Ceza Mahkemelerince, TCK.nun 37 ve 38. maddelerine göre maddi ve manevi tazminata hükmedilebilmesi için usulüne uygun olarak bir kamu davası (veya şahsi dava) açılmış bulunmalı ve bu dava sonunda sanığın cezalandırılmasına (şahsi davada CMUK. 358) karar verilmelidir.
Önödeme nedeniyle sanıklar hakkında kamu davası açılmadığına göre, TCK.nun 119. maddesinin 7. fıkrası ile ayın Kanunun 110 ve 111. maddeleri birlikte gözetildiğinde ceza davasından ayrı olarak yukarda açıklanan biçimdeki talep üzerine tazminata hükmedilemeyeceğinden, hak sahibinin, ilgili hukuk mahkemesine müracaatta muhtariyetine karar verilmesi gerekir.

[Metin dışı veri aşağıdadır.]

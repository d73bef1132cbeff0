use anyhow::Result;

use super::schema::Database;
use super::types::{Article, ArticleDbRow, UpsertOutcome};

impl Database {
    // ========================================================================
    // Article Mutations
    // ========================================================================

    /// Insert a bookmark, or refresh it when its note changed.
    ///
    /// The link is the natural key. For a known link, date, title and note are
    /// replaced only when the stored note differs from `note`; title or date
    /// drift alone leaves the row untouched. A uniqueness conflict on the link
    /// is the update path, never an error.
    ///
    /// `IS NOT` rather than `<>` so legacy rows with a NULL note still compare
    /// as different from an empty string.
    pub async fn upsert_article(
        &self,
        link: &str,
        date: &str,
        title: &str,
        note: &str,
    ) -> Result<UpsertOutcome> {
        let mut tx = self.pool.begin().await?;

        let existed: Option<(i64,)> =
            sqlx::query_as("SELECT id FROM articles WHERE article_link = ?")
                .bind(link)
                .fetch_optional(&mut *tx)
                .await?;

        let result = sqlx::query(
            r#"
            INSERT INTO articles (date, article_link, article_title, note)
            VALUES (?, ?, ?, ?)
            ON CONFLICT(article_link) DO UPDATE SET
                date = excluded.date,
                article_title = excluded.article_title,
                note = excluded.note
            WHERE articles.note IS NOT excluded.note
        "#,
        )
        .bind(date)
        .bind(link)
        .bind(title)
        .bind(note)
        .execute(&mut *tx)
        .await?;

        tx.commit().await?;

        let outcome = match (existed, result.rows_affected()) {
            (_, 0) => UpsertOutcome::Unchanged,
            (None, _) => UpsertOutcome::Inserted,
            (Some(_), _) => UpsertOutcome::Updated,
        };
        tracing::debug!(link = %link, outcome = ?outcome, "Upserted article");
        Ok(outcome)
    }

    // ========================================================================
    // Article Queries
    // ========================================================================

    /// All articles, newest first (descending insertion id).
    ///
    /// `limit` caps the number of rows; `None` returns everything.
    pub async fn get_articles(&self, limit: Option<i64>) -> Result<Vec<Article>> {
        // SQLite treats a negative LIMIT as "no limit"
        let limit = limit.unwrap_or(-1);
        let rows = sqlx::query_as::<_, ArticleDbRow>(
            r#"
            SELECT id, date, article_link, article_title, note
            FROM articles
            ORDER BY id DESC
            LIMIT ?
        "#,
        )
        .bind(limit)
        .fetch_all(&self.pool)
        .await?;

        Ok(rows.into_iter().map(ArticleDbRow::into_article).collect())
    }

    /// Look up a single article by its link.
    pub async fn get_article_by_link(&self, link: &str) -> Result<Option<Article>> {
        let row = sqlx::query_as::<_, ArticleDbRow>(
            r#"
            SELECT id, date, article_link, article_title, note
            FROM articles
            WHERE article_link = ?
        "#,
        )
        .bind(link)
        .fetch_optional(&self.pool)
        .await?;

        Ok(row.map(ArticleDbRow::into_article))
    }

    pub async fn count_articles(&self) -> Result<i64> {
        let (count,): (i64,) = sqlx::query_as("SELECT COUNT(*) FROM articles")
            .fetch_one(&self.pool)
            .await?;
        Ok(count)
    }
}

Şu hale göre, Yerel Mahkemenin tazminata ilişkin kararı ile, bunu inceleyen Özel Daire kararının bozularak ortadan kaldırılmasına karar verilmelidir.
SONUÇ : Yukarda açıklanan nedenlerle, 7. Ceza Dairesi'nin 21.6.1994 gün ve 5159/7231 sayılı bozma kararı ile Yerel Mahkemenin 6.10.1994 gün ve 22/46 sayılı tazminata ilişkin direnme kararının, işin esasının incelenmesine olanak bulunmadığından, (BOZULARAK ORTADAN KALDIRILMALARINA), 01.05.1995 günü, isteme uygun olarak oybirliği ile karar verildi.